Every record below needs to be printed again exactly.

======== Supplied data ========

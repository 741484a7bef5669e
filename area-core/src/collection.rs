use crate::area::Area;

/// Areas of the selected map in creation order.
///
/// This is the canonical state; the pipe-delimited index and the
/// hidden form fields are recomputed from it on demand.
#[derive(Clone, Debug, Default)]
pub struct AreaCollection {
    areas: Vec<Area>,
}

impl AreaCollection {
    pub fn new() -> Self {
        Self::default()
    }

    pub fn push(&mut self, area: Area) {
        self.areas.push(area);
    }

    pub fn remove(&mut self, sequence: u32) -> Option<Area> {
        let idx = self.areas.iter().position(|a| a.sequence == sequence)?;
        Some(self.areas.remove(idx))
    }

    pub fn get(&self, sequence: u32) -> Option<&Area> {
        self.areas.iter().find(|a| a.sequence == sequence)
    }

    pub fn get_mut(&mut self, sequence: u32) -> Option<&mut Area> {
        self.areas.iter_mut().find(|a| a.sequence == sequence)
    }

    pub fn iter(&self) -> std::slice::Iter<'_, Area> {
        self.areas.iter()
    }

    pub fn len(&self) -> usize {
        self.areas.len()
    }

    pub fn is_empty(&self) -> bool {
        self.areas.is_empty()
    }

    pub fn clear(&mut self) {
        self.areas.clear();
    }

    /// Serialized index: every sequence number followed by `|`, e.g. `1|2|3|`.
    pub fn used_areas(&self) -> String {
        let mut out = String::new();
        for a in &self.areas {
            out.push_str(&a.sequence.to_string());
            out.push('|');
        }
        out
    }
}

impl<'a> IntoIterator for &'a AreaCollection {
    type Item = &'a Area;
    type IntoIter = std::slice::Iter<'a, Area>;

    fn into_iter(self) -> Self::IntoIter {
        self.areas.iter()
    }
}
use percent_encoding::{AsciiSet, CONTROLS, utf8_percent_encode};

use crate::collection::AreaCollection;

/// Characters that would break out of a query value. The angle is free
/// text, everything else written here is an integer.
pub(crate) const QUERY_VALUE: &AsciiSet = &CONTROLS
    .add(b' ')
    .add(b'"')
    .add(b'#')
    .add(b'%')
    .add(b'&')
    .add(b'+')
    .add(b'<')
    .add(b'=')
    .add(b'>');

/// Overlay URL for a freshly selected map, before any area exists.
pub fn initial_overlay_url(base: &str, map_id: i64) -> String {
    format!("{}?mapId={}", base, map_id)
}

/// Overlay URL carrying every area of the collection.
///
/// Areas are written in index order, five parameters each, so the
/// same collection always yields the same string.
pub fn build_overlay_url(base: &str, map_id: i64, areas: &AreaCollection) -> String {
    let mut url = format!("{}&used_areas={}", initial_overlay_url(base, map_id), areas.used_areas());
    for a in areas {
        let s = a.sequence;
        url.push_str(&format!(
            "&x1_{s}={}&y1_{s}={}&x2_{s}={}&y2_{s}={}&angle_{s}={}",
            a.x1(),
            a.y1(),
            a.x2(),
            a.y2(),
            utf8_percent_encode(a.angle.as_str(), QUERY_VALUE)
        ));
    }
    url
}

#[cfg(test)]
mod tests {
    use super::*;
    use crate::area::{Angle, Area};

    fn collection(areas: &[(u32, (i32, i32), (i32, i32), &str)]) -> AreaCollection {
        let mut c = AreaCollection::new();
        for (seq, a, b, angle) in areas {
            c.push(Area::from_corners(0, *seq, (*a).into(), (*b).into(), Angle::from(*angle)));
        }
        c
    }

    #[test]
    fn empty_collection_still_lists_used_areas() {
        let url = build_overlay_url("ImageCreator", 4, &AreaCollection::new());
        assert_eq!(url, "ImageCreator?mapId=4&used_areas=");
        assert_eq!(initial_overlay_url("ImageCreator", 4), "ImageCreator?mapId=4");
    }

    #[test]
    fn every_listed_area_has_five_parameters() {
        let c = collection(&[(1, (5, 6), (7, 8), "0"), (2, (10, 20), (30, 40), "15")]);
        let url = build_overlay_url("ImageCreator", 3, &c);
        assert_eq!(
            url,
            "ImageCreator?mapId=3&used_areas=1|2|\
             &x1_1=5&y1_1=6&x2_1=7&y2_1=8&angle_1=0\
             &x1_2=10&y1_2=20&x2_2=30&y2_2=40&angle_2=15"
        );
    }

    #[test]
    fn index_order_is_kept_not_sorted() {
        let c = collection(&[(9, (0, 0), (1, 1), "0"), (2, (0, 0), (2, 2), "0")]);
        let url = build_overlay_url("ImageCreator", 1, &c);
        assert!(url.contains("used_areas=9|2|"));
        let nine = url.find("x1_9=").unwrap();
        let two = url.find("x1_2=").unwrap();
        assert!(nine < two);
    }

    #[test]
    fn free_text_angle_is_escaped() {
        let c = collection(&[(1, (0, 0), (1, 1), "4 5&x=1")]);
        let url = build_overlay_url("ImageCreator", 1, &c);
        assert!(url.ends_with("&angle_1=4%205%26x%3D1"));
        let c = collection(&[(1, (0, 0), (1, 1), "-720")]);
        assert!(build_overlay_url("ImageCreator", 1, &c).ends_with("&angle_1=-720"));
    }
}
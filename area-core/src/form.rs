use crate::collection::AreaCollection;

/// Name of the hidden field holding the serialized index.
pub const USED_AREAS: &str = "used_areas";

/// A hidden input submitted with the location form.
#[derive(Clone, Debug, PartialEq, Eq)]
pub struct FormField {
    pub name: String,
    pub value: String,
}

impl FormField {
    fn new(name: impl Into<String>, value: impl ToString) -> Self {
        FormField {
            name: name.into(),
            value: value.to_string(),
        }
    }
}

/// Hidden inputs for the collection: the index first, then six fields per
/// area in index order.
pub fn form_fields(areas: &AreaCollection) -> Vec<FormField> {
    let mut out = Vec::with_capacity(1 + areas.len() * 6);
    out.push(FormField::new(USED_AREAS, areas.used_areas()));
    for a in areas {
        let s = a.sequence;
        out.push(FormField::new(format!("areaId_{s}"), a.id));
        out.push(FormField::new(format!("x1_{s}"), a.x1()));
        out.push(FormField::new(format!("y1_{s}"), a.y1()));
        out.push(FormField::new(format!("x2_{s}"), a.x2()));
        out.push(FormField::new(format!("y2_{s}"), a.y2()));
        out.push(FormField::new(format!("angle_{s}"), &a.angle));
    }
    out
}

========

Solution to the problem →
repository 741484a7bef5669e
filename area-core/src/collection.rs
use crate::area::Area;

/// Areas of the selected map in creation order.
///
/// This is the canonical state; the pipe-delimited index and the
/// hidden form fields are recomputed from it on demand.
#[derive(Clone, Debug, Default)]
pub struct AreaCollection {
    areas: Vec<Area>,
}

impl AreaCollection {
    pub fn new() -> Self {
        Self::default()
    }

    pub fn push(&mut self, area: Area) {
        self.areas.push(area);
    }

    pub fn remove(&mut self, sequence: u32) -> Option<Area> {
        let idx = self.areas.iter().position(|a| a.sequence == sequence)?;
        Some(self.areas.remove(idx))
    }

    pub fn get(&self, sequence: u32) -> Option<&Area> {
        self.areas.iter().find(|a| a.sequence == sequence)
    }

    pub fn get_mut(&mut self, sequence: u32) -> Option<&mut Area> {
        self.areas.iter_mut().find(|a| a.sequence == sequence)
    }

    pub fn iter(&self) -> std::slice::Iter<'_, Area> {
        self.areas.iter()
    }

    pub fn len(&self) -> usize {
        self.areas.len()
    }

    pub fn is_empty(&self) -> bool {
        self.areas.is_empty()
    }

    pub fn clear(&mut self) {
        self.areas.clear();
    }

    /// Serialized index: every sequence number followed by `|`, e.g. `1|2|3|`.
    pub fn used_areas(&self) -> String {
        let mut out = String::new();
        for a in &self.areas {
            out.push_str(&a.sequence.to_string());
            out.push('|');
        }
        out
    }
}

impl<'a> IntoIterator for &'a AreaCollection {
    type Item = &'a Area;
    type IntoIter = std::slice::Iter<'a, Area>;

    fn into_iter(self) -> Self::IntoIter {
        self.areas.iter()
    }
}
use percent_encoding::{AsciiSet, CONTROLS, utf8_percent_encode};

use crate::collection::AreaCollection;

/// Characters that would break out of a query value. The angle is free
/// text, everything else written here is an integer.
pub(crate) const QUERY_VALUE: &AsciiSet = &CONTROLS
    .add(b' ')
    .add(b'"')
    .add(b'#')
    .add(b'%')
    .add(b'&')
    .add(b'+')
    .add(b'<')
    .add(b'=')
    .add(b'>');

/// Overlay URL for a freshly selected map, before any area exists.
pub fn initial_overlay_url(base: &str, map_id: i64) -> String {
    format!("{}?mapId={}", base, map_id)
}

/// Overlay URL carrying every area of the collection.
///
/// Areas are written in index order, five parameters each, so the
/// same collection always yields the same string.
pub fn build_overlay_url(base: &str, map_id: i64, areas: &AreaCollection) -> String {
    let mut url = format!("{}&used_areas={}", initial_overlay_url(base, map_id), areas.used_areas());
    for a in areas {
        let s = a.sequence;
        url.push_str(&format!(
            "&x1_{s}={}&y1_{s}={}&x2_{s}={}&y2_{s}={}&angle_{s}={}",
            a.x1(),
            a.y1(),
            a.x2(),
            a.y2(),
            utf8_percent_encode(a.angle.as_str(), QUERY_VALUE)
        ));
    }
    url
}

#[cfg(test)]
mod tests {
    use super::*;
    use crate::area::{Angle, Area};

    fn collection(areas: &[(u32, (i32, i32), (i32, i32), &str)]) -> AreaCollection {
        let mut c = AreaCollection::new();
        for (seq, a, b, angle) in areas {
            c.push(Area::from_corners(0, *seq, (*a).into(), (*b).into(), Angle::from(*angle)));
        }
        c
    }

    #[test]
    fn empty_collection_still_lists_used_areas() {
        let url = build_overlay_url("ImageCreator", 4, &AreaCollection::new());
        assert_eq!(url, "ImageCreator?mapId=4&used_areas=");
        assert_eq!(initial_overlay_url("ImageCreator", 4), "ImageCreator?mapId=4");
    }

    #[test]
    fn every_listed_area_has_five_parameters() {
        let c = collection(&[(1, (5, 6), (7, 8), "0"), (2, (10, 20), (30, 40), "15")]);
        let url = build_overlay_url("ImageCreator", 3, &c);
        assert_eq!(
            url,
            "ImageCreator?mapId=3&used_areas=1|2|\
             &x1_1=5&y1_1=6&x2_1=7&y2_1=8&angle_1=0\
             &x1_2=10&y1_2=20&x2_2=30&y2_2=40&angle_2=15"
        );
    }

    #[test]
    fn index_order_is_kept_not_sorted() {
        let c = collection(&[(9, (0, 0), (1, 1), "0"), (2, (0, 0), (2, 2), "0")]);
        let url = build_overlay_url("ImageCreator", 1, &c);
        assert!(url.contains("used_areas=9|2|"));
        let nine = url.find("x1_9=").unwrap();
        let two = url.find("x1_2=").unwrap();
        assert!(nine < two);
    }

    #[test]
    fn free_text_angle_is_escaped() {
        let c = collection(&[(1, (0, 0), (1, 1), "4 5&x=1")]);
        let url = build_overlay_url("ImageCreator", 1, &c);
        assert!(url.ends_with("&angle_1=4%205%26x%3D1"));
        let c = collection(&[(1, (0, 0), (1, 1), "-720")]);
        assert!(build_overlay_url("ImageCreator", 1, &c).ends_with("&angle_1=-720"));
    }
}
filename area-core/src/form.rs
use crate::collection::AreaCollection;

/// Name of the hidden field holding the serialized index.
pub const USED_AREAS: &str = "used_areas";

/// A hidden input submitted with the location form.
#[derive(Clone, Debug, PartialEq, Eq)]
pub struct FormField {
    pub name: String,
    pub value: String,
}

impl FormField {
    fn new(name: impl Into<String>, value: impl ToString) -> Self {
        FormField {
            name: name.into(),
            value: value.to_string(),
        }
    }
}

/// Hidden inputs for the collection: the index first, then six fields per
/// area in index order.
pub fn form_fields(areas: &AreaCollection) -> Vec<FormField> {
    let mut out = Vec::with_capacity(1 + areas.len() * 6);
    out.push(FormField::new(USED_AREAS, areas.used_areas()));
    for a in areas {
        let s = a.sequence;
        out.push(FormField::new(format!("areaId_{s}"), a.id));
        out.push(FormField::new(format!("x1_{s}"), a.x1()));
        out.push(FormField::new(format!("y1_{s}"), a.y1()));
        out.push(FormField::new(format!("x2_{s}"), a.x2()));
        out.push(FormField::new(format!("y2_{s}"), a.y2()));
        out.push(FormField::new(format!("angle_{s}"), &a.angle));
    }
    out
}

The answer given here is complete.